Consequently the Netherlands does not come close to the WHO’s recommendation of spending 0.1% of gross domestic product, which amounts to around €1 billion per year, on global healthcare. This also has consequences for our own health: in its 2019 report entitled ‘Foreign threats to public health in the Netherlands’ RIVM cited the increase in emerging infectious diseases as the biggest threat to public health in the Netherlands.
"The international dimension is receiving less attention and there is no acknowledgement yet of the need for a stronger global policy."
Now, during the coronavirus crisis, the health debate in the Netherlands is mainly focused on the national impact and the situation in bordering countries, which is severe. The international dimension is receiving less attention and there is no acknowledgement yet of the need for a stronger global policy. That is despite the fact that an outbreak of an infectious disease such as the coronavirus shows that an international outbreak has an enormous impact on the economy, on stock markets and potentially on stability and security worldwide. That is something we saw previously with the spread of HIV/ AIDS in Africa.

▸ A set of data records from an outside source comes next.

//! Aggregation Engine
//!
//! Computes the dashboard snapshot from a raw event collection:
//! session classification, per-step statistics, the conversion funnel,
//! answer distribution, daily time series and the recent-event feed.
//!
//! # Pipeline
//!
//! ```text
//! events → range filter + id de-dup → sessions → classify
//!                                    ↘ per-step pass → stats → funnel
//! ```
//!
//! Every function here is total: sparse or malformed input yields zeroed
//! fields, never an error.

use serde::Serialize;
use std::collections::{BTreeMap, BTreeSet};

use crate::analytics::session::{distinct_events, group_sessions, SessionOutcome};
use crate::analytics::{mean, percent, AggregateOptions};
use crate::events::{Event, EventType, StepCatalog};

/// Statistics for one catalog step
#[derive(Debug, Clone, PartialEq, Serialize)]
#[serde(rename_all = "camelCase")]
pub struct StepStats {
    pub step: u32,
    pub step_name: String,
    /// `step_view` events (plus `quiz_start` for step 0)
    pub views: u64,
    pub completions: u64,
    pub abandonments: u64,
    /// Percentage of views that ended in an abandon event
    pub abandon_rate: f64,
    /// Mean positive time spent, in seconds
    pub avg_time_spent: f64,
    /// Answer text → occurrences
    pub answers: BTreeMap<String, u64>,
}

/// One funnel stage
#[derive(Debug, Clone, PartialEq, Serialize)]
#[serde(rename_all = "camelCase")]
pub struct FunnelStep {
    pub step: u32,
    pub name: String,
    pub users: u64,
    pub dropoff: u64,
    pub dropoff_rate: f64,
}

/// Activity on one calendar date
#[derive(Debug, Clone, PartialEq, Eq, Serialize)]
#[serde(rename_all = "camelCase")]
pub struct TimeSeriesPoint {
    /// `YYYY-MM-DD` in the configured zone
    pub date: String,
    /// Distinct sessions with at least one event that day
    pub sessions: u64,
    /// `quiz_complete` events that day
    pub completions: u64,
}

/// Full dashboard snapshot
#[derive(Debug, Clone, PartialEq, Serialize)]
#[serde(rename_all = "camelCase")]
pub struct DashboardSnapshot {
    pub total_sessions: u64,
    pub completed_sessions: u64,
    pub abandoned_sessions: u64,
    pub in_progress_sessions: u64,
    /// Percentage in [0, 100]
    pub completion_rate: f64,
    /// Seconds from `quiz_start` to `quiz_complete`
    pub avg_completion_time: f64,
    pub total_events: u64,
    pub step_stats: Vec<StepStats>,
    pub funnel: Vec<FunnelStep>,
    /// Step → answer text → occurrences, steps with answers only
    pub answer_distribution: BTreeMap<u32, BTreeMap<String, u64>>,
    pub time_series_data: Vec<TimeSeriesPoint>,
    /// Most recent events, newest first
    pub recent_events: Vec<Event>,
}

#[derive(Default)]
struct StepAccumulator {
    views: u64,
    completions: u64,
    abandonments: u64,
    time_total_ms: i64,
    time_samples: u64,
    answers: BTreeMap<String, u64>,
}

/// Compute the dashboard snapshot for `events`
pub fn compute_dashboard(
    events: &[Event],
    catalog: &StepCatalog,
    options: &AggregateOptions,
) -> DashboardSnapshot {
    let events = distinct_events(events, options.range.as_ref());
    let sessions = group_sessions(&events);

    // Session classification
    let terminal = catalog.terminal_step();
    let mut completed = 0u64;
    let mut abandoned = 0u64;
    let mut in_progress = 0u64;
    let mut completion_times = Vec::new();

    for session in sessions.values() {
        match session.outcome(terminal) {
            SessionOutcome::Completed => {
                completed += 1;
                if let Some(secs) = session.completion_time_secs() {
                    completion_times.push(secs);
                }
            }
            SessionOutcome::Abandoned => abandoned += 1,
            SessionOutcome::InProgress => in_progress += 1,
        }
    }
    let total_sessions = sessions.len() as u64;

    let step_stats = step_stats(&events, catalog);
    let funnel = funnel(&step_stats, total_sessions);

    let answer_distribution = step_stats
        .iter()
        .filter(|s| !s.answers.is_empty())
        .map(|s| (s.step, s.answers.clone()))
        .collect();

    let time_series_data = time_series(&events, options);
    let recent_events = recent_events(&events, options.recent_limit);

    tracing::debug!(
        events = events.len(),
        sessions = total_sessions,
        completed,
        "Computed dashboard snapshot"
    );

    DashboardSnapshot {
        total_sessions,
        completed_sessions: completed,
        abandoned_sessions: abandoned,
        in_progress_sessions: in_progress,
        completion_rate: percent(completed, total_sessions),
        avg_completion_time: mean(&completion_times),
        total_events: events.len() as u64,
        step_stats,
        funnel,
        answer_distribution,
        time_series_data,
        recent_events,
    }
}
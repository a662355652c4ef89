//! Event Routes
//!
//! Ingestion and raw retrieval of quiz events.
//!
//! - POST /api/v1/events - Single event
//! - POST /api/v1/events/batch - Batch of events
//! - GET /api/v1/events - Filtered event listing (credential required)

use axum::{
    extract::{Query, State},
    http::StatusCode,
    Json,
};
use std::sync::Arc;

use crate::api::auth::DashboardAccess;
use crate::api::dto::{
    BatchError, BatchIngestRequest, BatchIngestResponse, EventPayload, EventsResponse,
    IngestResponse, RangeParams,
};
use crate::api::error::{ApiError, ApiResult};
use crate::api::state::AppState;
use crate::events::{parse_range, DateRange};

/// POST /api/v1/events
///
/// Ingest a single event. The store cap is enforced on every append.
pub async fn ingest_event(
    State(state): State<Arc<AppState>>,
    Json(payload): Json<EventPayload>,
) -> ApiResult<(StatusCode, Json<IngestResponse>)> {
    let event = payload.into_event(&state.catalog, state.now())?;
    let receipt = state.store.append(event).await?;

    tracing::debug!(event_id = %receipt.event_id, evicted = receipt.evicted, "Event ingested");

    Ok((
        StatusCode::CREATED,
        Json(IngestResponse {
            success: true,
            event_id: receipt.event_id,
        }),
    ))
}

/// POST /api/v1/events/batch
///
/// Ingest many events; each is validated independently.
pub async fn ingest_batch(
    State(state): State<Arc<AppState>>,
    Json(req): Json<BatchIngestRequest>,
) -> ApiResult<(StatusCode, Json<BatchIngestResponse>)> {
    if req.events.is_empty() {
        return Err(ApiError::Validation("Empty batch".to_string()));
    }

    let max = state.config.max_batch;
    if req.events.len() > max {
        return Err(ApiError::Validation(format!(
            "Batch size exceeds maximum of {} events",
            max
        )));
    }

    let now = state.now();
    let mut errors = Vec::new();
    let mut valid = Vec::with_capacity(req.events.len());
    // Position of each valid event in the request
    let mut positions = Vec::with_capacity(req.events.len());

    for (index, payload) in req.events.into_iter().enumerate() {
        match payload.into_event(&state.catalog, now) {
            Ok(event) => {
                positions.push(index);
                valid.push(event);
            }
            Err(e) => errors.push(BatchError {
                index,
                error: e.to_string(),
            }),
        }
    }

    let report = state.store.append_batch(valid).await;
    let accepted = report.accepted;
    errors.extend(report.errors.into_iter().map(|(i, error)| BatchError {
        index: positions.get(i).copied().unwrap_or(i),
        error,
    }));
    errors.sort_by_key(|e| e.index);

    let status = if errors.is_empty() {
        StatusCode::CREATED
    } else if accepted > 0 {
        StatusCode::MULTI_STATUS
    } else {
        StatusCode::BAD_REQUEST
    };

    let status_str = if errors.is_empty() { "ok" } else { "partial" };

    tracing::info!(accepted, rejected = errors.len(), "Batch ingested");

    Ok((
        status,
        Json(BatchIngestResponse {
            status: status_str.to_string(),
            accepted,
            rejected: errors.len(),
            errors,
        }),
    ))
}

/// GET /api/v1/events
///
/// Merged, de-duplicated events inside the optional bounds.
pub async fn list_events(
    _access: DashboardAccess,
    State(state): State<Arc<AppState>>,
    Query(params): Query<RangeParams>,
) -> ApiResult<Json<EventsResponse>> {
    let now = state.now();
    let range = resolve_bounds(&state, &params, now)?;

    let outcome = state.store.fetch(range).await;

    Ok(Json(EventsResponse {
        total_events: outcome.events.len(),
        events: outcome.events,
        timestamp: now,
        source: outcome.source,
    }))
}

/// Parse optional start/end bounds in the server's zone
pub(crate) fn resolve_bounds(
    state: &AppState,
    params: &RangeParams,
    now: i64,
) -> ApiResult<Option<DateRange>> {
    Ok(parse_range(
        params.start.as_deref(),
        params.end.as_deref(),
        now,
        state.zone,
    )?)
}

As well as the development of new, affordable treatment methods such as vaccines, investment in efficient healthcare systems elsewhere is the best means of arming ourselves rapidly against fast-spreading, cross-border epidemics. Countries must therefore invest more in sufficient capacity, trained personnel, sufficient funding, medical products and a high level of vaccination.

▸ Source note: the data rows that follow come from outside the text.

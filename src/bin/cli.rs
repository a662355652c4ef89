//! QuizPulse CLI
//!
//! Command-line interface for QuizPulse operations:
//! - Aggregate an exported event file offline
//! - Fetch raw events from a running server
//! - Check server status
//! - Seed a server with synthetic sessions
//! - Generate a default config file

use anyhow::{bail, Context};
use chrono::Utc;
use clap::{Parser, Subcommand};
use quizpulse::analytics::{compute_advanced, compute_dashboard, AggregateOptions};
use quizpulse::events::{parse_range, preset, Event, StepCatalog, ZonePolicy};
use quizpulse::store::{Clock, FixedClock};
use quizpulse::tracker::{ClientInfo, SessionTracker};
use std::path::{Path, PathBuf};
use std::sync::Arc;

#[derive(Parser)]
#[command(name = "quizpulse")]
#[command(version = env!("CARGO_PKG_VERSION"))]
#[command(about = "Quiz funnel analytics")]
pub struct Cli {
    #[command(subcommand)]
    pub command: Commands,

    /// API server URL
    #[arg(long, default_value = "http://localhost:8086", global = true)]
    pub api_url: String,

    /// Dashboard secret for the read endpoints
    #[arg(long, env = "QUIZPULSE_DASHBOARD_SECRET", global = true, hide_env_values = true)]
    pub secret: Option<String>,

    /// Output format (table, json)
    #[arg(short, long, default_value = "table", global = true)]
    pub format: String,
}

#[derive(Subcommand)]
pub enum Commands {
    /// Aggregate events from a JSON array or NDJSON file
    Report {
        /// Path to the event file
        path: PathBuf,
        /// Preset window (24h, 7d, 30d, 90d, all)
        #[arg(short, long, default_value = "all")]
        range: String,
        /// Start bound; epoch ms, RFC 3339, YYYY-MM-DD or now-7d
        #[arg(long)]
        start: Option<String>,
        /// End bound
        #[arg(long)]
        end: Option<String>,
        /// Minutes east of UTC for day and hour buckets
        #[arg(long, default_value = "0", allow_hyphen_values = true)]
        utc_offset: i32,
    },

    /// Fetch raw events from the server
    Fetch {
        #[arg(long)]
        start: Option<String>,
        #[arg(long)]
        end: Option<String>,
        /// Output file (default: stdout)
        #[arg(short, long)]
        output: Option<PathBuf>,
    },

    /// Show server status
    Status,

    /// Post synthetic quiz sessions to the server
    Seed {
        /// Number of sessions
        #[arg(short, long, default_value = "20")]
        sessions: usize,
    },

    /// Generate default config file
    Config {
        /// Output path (default: stdout)
        #[arg(short, long)]
        output: Option<PathBuf>,
    },
}

#[tokio::main]
async fn main() -> anyhow::Result<()> {
    let cli = Cli::parse();
    let client = reqwest::Client::new();

    match cli.command {
        Commands::Report {
            path,
            range,
            start,
            end,
            utc_offset,
        } => {
            let events = load_events(&path)?;
            let zone = ZonePolicy::from_offset_minutes(utc_offset)?;
            let now = Utc::now().timestamp_millis();

            let window = match parse_range(start.as_deref(), end.as_deref(), now, zone)? {
                Some(window) => window,
                None => preset(&range, now, zone)?,
            };
            let options = AggregateOptions {
                zone,
                ..Default::default()
            }
            .with_range(Some(window));

            let catalog = StepCatalog::reference();
            let snapshot = compute_dashboard(&events, &catalog, &options);
            let advanced = compute_advanced(&events, &catalog, &options);

            match cli.format.as_str() {
                "json" => {
                    let body = serde_json::json!({
                        "snapshot": snapshot,
                        "advanced": advanced,
                    });
                    println!("{}", serde_json::to_string_pretty(&body)?);
                }
                _ => print_report(&snapshot, &advanced),
            }
        }

        Commands::Fetch { start, end, output } => {
            let secret = cli
                .secret
                .context("A dashboard secret is required (--secret or QUIZPULSE_DASHBOARD_SECRET)")?;

            let mut query = Vec::new();
            if let Some(start) = start {
                query.push(("start", start));
            }
            if let Some(end) = end {
                query.push(("end", end));
            }

            let response = client
                .get(format!("{}/api/v1/events", cli.api_url))
                .bearer_auth(secret)
                .query(&query)
                .send()
                .await
                .with_context(|| format!("Cannot connect to QuizPulse API at {}", cli.api_url))?;

            if !response.status().is_success() {
                let status = response.status();
                let text = response.text().await.unwrap_or_default();
                bail!("Fetch failed ({}): {}", status, text);
            }

            let body: serde_json::Value = response.json().await?;
            let events = body["events"].clone();

            let data = match cli.format.as_str() {
                "json" => serde_json::to_string_pretty(&events)?,
                _ => events
                    .as_array()
                    .map(|events| {
                        events
                            .iter()
                            .map(|e| e.to_string())
                            .collect::<Vec<_>>()
                            .join("\n")
                    })
                    .unwrap_or_default(),
            };

            match output {
                Some(path) => {
                    std::fs::write(&path, &data)?;
                    println!(
                        "Fetched {} events to {:?} (source: {})",
                        body["totalEvents"].as_u64().unwrap_or(0),
                        path,
                        body["source"].as_str().unwrap_or("unknown")
                    );
                }
                None => println!("{}", data),
            }
        }

        Commands::Status => {
            let response = client
                .get(format!("{}/health", cli.api_url))
                .send()
                .await;

            match response {
                Ok(resp) => {
                    let code = resp.status();
                    let health: serde_json::Value = resp.json().await?;

                    println!("QuizPulse v{}", env!("CARGO_PKG_VERSION"));
                    println!();
                    println!(
                        "API Status: {} ({})",
                        health["status"].as_str().unwrap_or("unknown"),
                        code
                    );

                    if let Some(backends) = health["backends"].as_array() {
                        println!();
                        println!("Backends:");
                        for backend in backends {
                            let events = backend["events"]
                                .as_u64()
                                .map(|n| n.to_string())
                                .unwrap_or_else(|| "-".to_string());
                            println!(
                                "  {:<10} remote={:<5} events={}",
                                backend["name"].as_str().unwrap_or("-"),
                                backend["remote"].as_bool().unwrap_or(false),
                                events
                            );
                        }
                    }

                    if let Some(uptime) = health["uptime_seconds"].as_u64() {
                        println!();
                        println!("Uptime: {}", format_duration(uptime));
                    }
                }
                Err(e) => {
                    eprintln!("Cannot connect to QuizPulse API at {}", cli.api_url);
                    eprintln!("Error: {}", e);
                    eprintln!();
                    eprintln!("Make sure the server is running:");
                    eprintln!("  cargo run --bin quizpulse");
                    std::process::exit(1);
                }
            }
        }

        Commands::Seed { sessions } => {
            let catalog = Arc::new(StepCatalog::reference());
            let clock = Arc::new(FixedClock::new(Utc::now().timestamp_millis()));

            let events: Vec<Event> = (0..sessions)
                .flat_map(|i| synthetic_session(i, Arc::clone(&catalog), Arc::clone(&clock)))
                .collect();

            let response = client
                .post(format!("{}/api/v1/events/batch", cli.api_url))
                .json(&serde_json::json!({ "events": events }))
                .send()
                .await
                .with_context(|| format!("Cannot connect to QuizPulse API at {}", cli.api_url))?;

            let status = response.status();
            let body: serde_json::Value = response.json().await.unwrap_or_default();
            if !status.is_success() {
                bail!("Seed failed ({}): {}", status, body);
            }

            println!(
                "Seeded {} sessions: {} events accepted, {} rejected",
                sessions,
                body["accepted"].as_u64().unwrap_or(0),
                body["rejected"].as_u64().unwrap_or(0)
            );
        }

        Commands::Config { output } => {
            let config = quizpulse::config::generate_default_config();

            match output {
                Some(path) => {
                    // Create parent directory if needed
                    if let Some(parent) = path.parent() {
                        std::fs::create_dir_all(parent)?;
                    }
                    std::fs::write(&path, &config)?;
                    println!("Config written to {:?}", path);
                }
                None => {
                    print!("{}", config);
                }
            }
        }
    }

    Ok(())
}

/// Read events from a JSON array or newline-delimited JSON
fn load_events(path: &Path) -> anyhow::Result<Vec<Event>> {
    let content =
        std::fs::read_to_string(path).with_context(|| format!("Failed to read {:?}", path))?;
    parse_events(&content).with_context(|| format!("Failed to parse events in {:?}", path))
}

fn parse_events(content: &str) -> anyhow::Result<Vec<Event>> {
    let trimmed = content.trim_start();
    if trimmed.starts_with('[') {
        return Ok(serde_json::from_str(trimmed)?);
    }

    content
        .lines()
        .enumerate()
        .filter(|(_, line)| !line.trim().is_empty())
        .map(|(n, line)| {
            serde_json::from_str(line).with_context(|| format!("line {}", n + 1))
        })
        .collect()
}

/// One scripted session. Every fourth session completes the quiz; the rest
/// stop at a step that varies with the index.
fn synthetic_session(index: usize, catalog: Arc<StepCatalog>, clock: Arc<FixedClock>) -> Vec<Event> {
    let terminal = catalog.terminal_step();
    let completes = index % 4 == 0;
    let last_step = if completes {
        terminal - 1
    } else {
        1 + (index as u32 * 7) % (terminal - 1)
    };

    let source: Arc<dyn Clock> = clock.clone();
    let mut tracker = SessionTracker::new(catalog, source);
    let client = ClientInfo {
        user_agent: "quizpulse-seed".to_string(),
        referrer: String::new(),
        screen_width: if index % 3 == 0 { 1440 } else { 390 },
        screen_height: if index % 3 == 0 { 900 } else { 844 },
        url: "/quiz".to_string(),
    };

    let mut events = vec![tracker.track_start(&client)];
    for step in 1..=last_step {
        clock.advance(2_000 + (index as i64 % 5) * 750);
        events.push(tracker.track_step_view(step));
        clock.advance(1_500);
        events.push(tracker.track_answer(step, format!("option {}", index % 3), (index % 3) as i64));
        events.push(tracker.track_step_complete(step));
    }

    clock.advance(1_000);
    if completes {
        events.push(tracker.track_complete(None));
    } else {
        events.push(tracker.track_abandon(last_step));
    }

    clock.advance(60_000);
    events
}

fn print_report(
    snapshot: &quizpulse::analytics::DashboardSnapshot,
    advanced: &quizpulse::analytics::AdvancedMetrics,
) {
    println!("Sessions:        {}", snapshot.total_sessions);
    println!("  completed:     {}", snapshot.completed_sessions);
    println!("  abandoned:     {}", snapshot.abandoned_sessions);
    println!("  in progress:   {}", snapshot.in_progress_sessions);
    println!("Completion rate: {:.1}%", snapshot.completion_rate);
    println!("Avg completion:  {:.1}s", snapshot.avg_completion_time);
    println!("Events:          {}", snapshot.total_events);
    println!("Engagement:      {}/100", advanced.engagement_score);
    println!(
        "Devices:         {} mobile, {} desktop, {} unknown",
        advanced.device_breakdown.mobile,
        advanced.device_breakdown.desktop,
        advanced.device_breakdown.unknown
    );
    println!();

    if snapshot.total_sessions == 0 {
        println!("No sessions in the selected range");
        return;
    }

    println!(
        "{:<4} {:<28} {:>7} {:>8} {:>8}",
        "Step", "Name", "Users", "Dropoff", "Rate"
    );
    println!("{}", "-".repeat(60));
    for stage in &snapshot.funnel {
        println!(
            "{:<4} {:<28} {:>7} {:>8} {:>7.1}%",
            stage.step,
            truncate(&stage.name, 28),
            stage.users,
            stage.dropoff,
            stage.dropoff_rate
        );
    }

    if !advanced.dropoff_points.is_empty() {
        println!();
        println!("Top drop-off points:");
        for point in advanced.dropoff_points.iter().take(5) {
            println!("  step {:<3} {:<28} {}", point.step, point.step_name, point.sessions);
        }
    }
}

fn truncate(s: &str, max: usize) -> String {
    if s.chars().count() <= max {
        s.to_string()
    } else {
        let cut: String = s.chars().take(max - 1).collect();
        format!("{}…", cut)
    }
}

fn format_duration(seconds: u64) -> String {
    if seconds < 60 {
        format!("{}s", seconds)
    } else if seconds < 3600 {
        format!("{}m {}s", seconds / 60, seconds % 60)
    } else if seconds < 86400 {
        format!("{}h {}m", seconds / 3600, (seconds % 3600) / 60)
    } else {
        format!("{}d {}h", seconds / 86400, (seconds % 86400) / 3600)
    }
}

"In past decades the WHO’s wealthiest member states have weakened the organisation’s independence and democratic operation."

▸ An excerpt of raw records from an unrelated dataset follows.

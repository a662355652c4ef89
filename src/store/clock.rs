//! Clock port
//!
//! Time source injected into the store, tracker and API so that every
//! "now" can be pinned in tests.

use chrono::Utc;
use std::sync::atomic::{AtomicI64, Ordering};

/// Source of the current time in epoch milliseconds
pub trait Clock: Send + Sync {
    fn now_millis(&self) -> i64;
}

/// Wall-clock time
#[derive(Debug, Clone, Copy, Default)]
pub struct SystemClock;

impl Clock for SystemClock {
    fn now_millis(&self) -> i64 {
        Utc::now().timestamp_millis()
    }
}

/// Manually driven clock
#[derive(Debug, Default)]
pub struct FixedClock {
    now: AtomicI64,
}

impl FixedClock {
    pub fn new(now: i64) -> Self {
        Self {
            now: AtomicI64::new(now),
        }
    }

    pub fn set(&self, now: i64) {
        self.now.store(now, Ordering::SeqCst);
    }

    pub fn advance(&self, millis: i64) {
        self.now.fetch_add(millis, Ordering::SeqCst);
    }
}

impl Clock for FixedClock {
    fn now_millis(&self) -> i64 {
        self.now.load(Ordering::SeqCst)
    }
}

#[cfg(test)]
mod tests {
    use super::*;

    #[test]
    fn test_fixed_clock() {
        let clock = FixedClock::new(1000);
        assert_eq!(clock.now_millis(), 1000);
        clock.advance(500);
        assert_eq!(clock.now_millis(), 1500);
        clock.set(10);
        assert_eq!(clock.now_millis(), 10);
    }

    #[test]
    fn test_system_clock_is_recent() {
        // 2020-01-01
        assert!(SystemClock.now_millis() > 1_577_836_800_000);
    }
}
//! QuizPulse REST API
//!
//! HTTP API layer for event collection and the analytics dashboard,
//! built with Axum.
//!
//! # Endpoints
//!
//! ## Ingest
//! - `POST /api/v1/events` - Single event
//! - `POST /api/v1/events/batch` - Batch of events
//!
//! ## Retrieval (shared secret required)
//! - `GET /api/v1/events` - Filtered raw events
//! - `GET /api/v1/dashboard` - Aggregated snapshot and advanced metrics
//! - `GET /api/v1/export` - Download events as csv, json or ndjson
//!
//! ## Health
//! - `GET /health/live` - Liveness probe
//! - `GET /health/ready` - Readiness probe
//! - `GET /health` - Full health status
//!
//! # Example
//!
//! ```rust,no_run
//! use quizpulse::api::{serve, AppState};
//! use quizpulse::config::ApiConfig;
//! use quizpulse::store::{EventStore, MemoryBackend};
//! use std::sync::Arc;
//!
//! #[tokio::main]
//! async fn main() -> Result<(), Box<dyn std::error::Error>> {
//!     let store = Arc::new(EventStore::new(Arc::new(MemoryBackend::new(Some(10_000)))));
//!     let config = ApiConfig {
//!         dashboard_secret: Some("change-me".to_string()),
//!         ..Default::default()
//!     };
//!
//!     serve(AppState::new(store, config.clone()), &config).await?;
//!     Ok(())
//! }
//! ```

pub mod auth;
pub mod dto;
pub mod error;
pub mod routes;
pub mod state;

pub use auth::DashboardAccess;
pub use error::{ApiError, ApiResult};
pub use state::AppState;

use axum::{
    extract::DefaultBodyLimit,
    http::HeaderValue,
    routing::{get, post},
    Router,
};
use std::sync::Arc;
use tower_http::{
    cors::{AllowOrigin, Any, CorsLayer},
    trace::TraceLayer,
};

use crate::config::ApiConfig;

/// Build the API router with all routes and middleware
pub fn build_router(state: AppState) -> Router {
    let cors = cors_layer(&state.config);

    let api_routes = Router::new()
        // Ingest and retrieval
        .route(
            "/events",
            post(routes::events::ingest_event).get(routes::events::list_events),
        )
        .route("/events/batch", post(routes::events::ingest_batch))
        // Aggregated views
        .route("/dashboard", get(routes::dashboard::get_dashboard))
        .route("/export", get(routes::export::export_events))
        // Batches of up to 10k events need more than the 2 MB default
        .layer(DefaultBodyLimit::max(16 * 1024 * 1024));

    let health_routes = Router::new()
        .route("/live", get(routes::health::liveness))
        .route("/ready", get(routes::health::readiness))
        .route("/", get(routes::health::full_health));

    // Create shared state
    let shared_state = Arc::new(state);

    Router::new()
        .nest("/api/v1", api_routes)
        .nest("/health", health_routes)
        .layer(TraceLayer::new_for_http())
        .layer(cors)
        .with_state(shared_state)
}

/// Permissive CORS unless specific origins are configured
fn cors_layer(config: &ApiConfig) -> CorsLayer {
    let origins: Vec<HeaderValue> = config
        .cors_origins
        .iter()
        .filter(|o| o.as_str() != "*")
        .filter_map(|o| match HeaderValue::from_str(o) {
            Ok(v) => Some(v),
            Err(_) => {
                tracing::warn!(origin = %o, "Ignoring invalid CORS origin");
                None
            }
        })
        .collect();

    if origins.is_empty() || config.cors_origins.iter().any(|o| o == "*") {
        return CorsLayer::permissive();
    }

    CorsLayer::new()
        .allow_origin(AllowOrigin::list(origins))
        .allow_methods(Any)
        .allow_headers(Any)
}

/// Start the API server
pub async fn serve(state: AppState, config: &ApiConfig) -> Result<(), ApiError> {
    if config.dashboard_secret.is_none() {
        tracing::warn!("No dashboard secret configured; read endpoints will reject every request");
    }

    let router = build_router(state);

    let addr = config.addr();
    let listener = tokio::net::TcpListener::bind(&addr).await?;

    tracing::info!("QuizPulse API listening on {}", addr);

    axum::serve(listener, router)
        .with_graceful_shutdown(shutdown_signal())
        .await
        .map_err(|e| ApiError::Internal(format!("Server error: {}", e)))?;

    tracing::info!("QuizPulse API shut down gracefully");
    Ok(())
}

/// Wait for shutdown signal
async fn shutdown_signal() {
    let ctrl_c = async {
        if let Err(e) = tokio::signal::ctrl_c().await {
            tracing::error!("Failed to install Ctrl+C handler: {}", e);
            std::future::pending::<()>().await;
        }
    };

    #[cfg(unix)]
    let terminate = async {
        match tokio::signal::unix::signal(tokio::signal::unix::SignalKind::terminate()) {
            Ok(mut signal) => {
                signal.recv().await;
            }
            Err(e) => {
                tracing::error!("Failed to install signal handler: {}", e);
                std::future::pending::<()>().await;
            }
        }
    };

    #[cfg(not(unix))]
    let terminate = std::future::pending::<()>();

    tokio::select! {
        _ = ctrl_c => {},
        _ = terminate => {},
    }

    tracing::info!("Shutdown signal received, starting graceful shutdown");
}
//! Quiz Funnel Analytics
//!
//! Stateless aggregation over a full event collection. Every call
//! re-derives its result from the events it is given.
//!
//! - **session**: Groups events into per-session timelines
//! - **dashboard**: Step statistics, funnel, answers, time series
//! - **advanced**: Duration, devices, hourly activity, engagement
//!
//! # Example
//!
//! ```rust
//! use quizpulse::analytics::{compute_dashboard, AggregateOptions};
//! use quizpulse::events::{Event, EventType, StepCatalog};
//!
//! let events = vec![
//!     Event::new("A", EventType::QuizStart, 0, 0),
//!     Event::new("A", EventType::StepView, 1, 1_000),
//!     Event::new("A", EventType::QuizComplete, 18, 5_000),
//! ];
//! let snapshot = compute_dashboard(&events, &StepCatalog::reference(), &AggregateOptions::default());
//!
//! assert_eq!(snapshot.completion_rate, 100.0);
//! assert_eq!(snapshot.avg_completion_time, 5.0);
//! ```

pub mod advanced;
pub mod dashboard;
pub mod session;

pub use advanced::{
    compute_advanced, engagement_score, AdvancedMetrics, DeviceBreakdown, DropoffPoint,
    HourlyBucket, StepDwell, MOBILE_MAX_WIDTH,
};
pub use dashboard::{compute_dashboard, DashboardSnapshot, FunnelStep, StepStats, TimeSeriesPoint};
pub use session::{distinct_events, group_sessions, reconstruct, Session, SessionOutcome};

use crate::events::{DateRange, ZonePolicy};

/// Default length of the recent-event feed
pub const DEFAULT_RECENT_LIMIT: usize = 50;

/// Inputs shared by every aggregation pass
#[derive(Debug, Clone, Copy, PartialEq, Eq)]
pub struct AggregateOptions {
    /// Inclusive filter applied before anything else; `None` keeps all events
    pub range: Option<DateRange>,
    /// Zone for calendar dates and hours of day
    pub zone: ZonePolicy,
    pub recent_limit: usize,
}

impl Default for AggregateOptions {
    fn default() -> Self {
        Self {
            range: None,
            zone: ZonePolicy::utc(),
            recent_limit: DEFAULT_RECENT_LIMIT,
        }
    }
}

impl AggregateOptions {
    pub fn with_range(mut self, range: Option<DateRange>) -> Self {
        self.range = range;
        self
    }
}

/// `part / whole * 100`, 0 when `whole` is 0
pub(crate) fn percent(part: u64, whole: u64) -> f64 {
    if whole == 0 {
        0.0
    } else {
        part as f64 / whole as f64 * 100.0
    }
}

pub(crate) fn mean(values: &[f64]) -> f64 {
    if values.is_empty() {
        0.0
    } else {
        values.iter().sum::<f64>() / values.len() as f64
    }
}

The Netherlands should join forces with other EU member states in calling internationally for a strengthening of the WHO. The WHO must be equipped to fulfill its unique mandate, both financially and organisationally. Unfortunately in past decades the WHO’s wealthiest member states have weakened the organisation’s independence and democratic operation, just as they have in the case of the United Nations in general. Wealthy countries earmarked funding for the WHO mainly on the basis of national political interests. They also looked mainly at projects in which they saw immediate added value, such as the fight against polio.
"Many Western countries neglected the WHO."
Many Western countries neglected the WHO. They sought to invest particularly in major public-private health funds that are efficient and effective and achieve visible, concrete results. Those investments are necessary and understandable, but international health (and particularly the combating of infectious diseases) is a global public good. The WHO is the only organisation mandated to fulfill this task worldwide by the United Nations.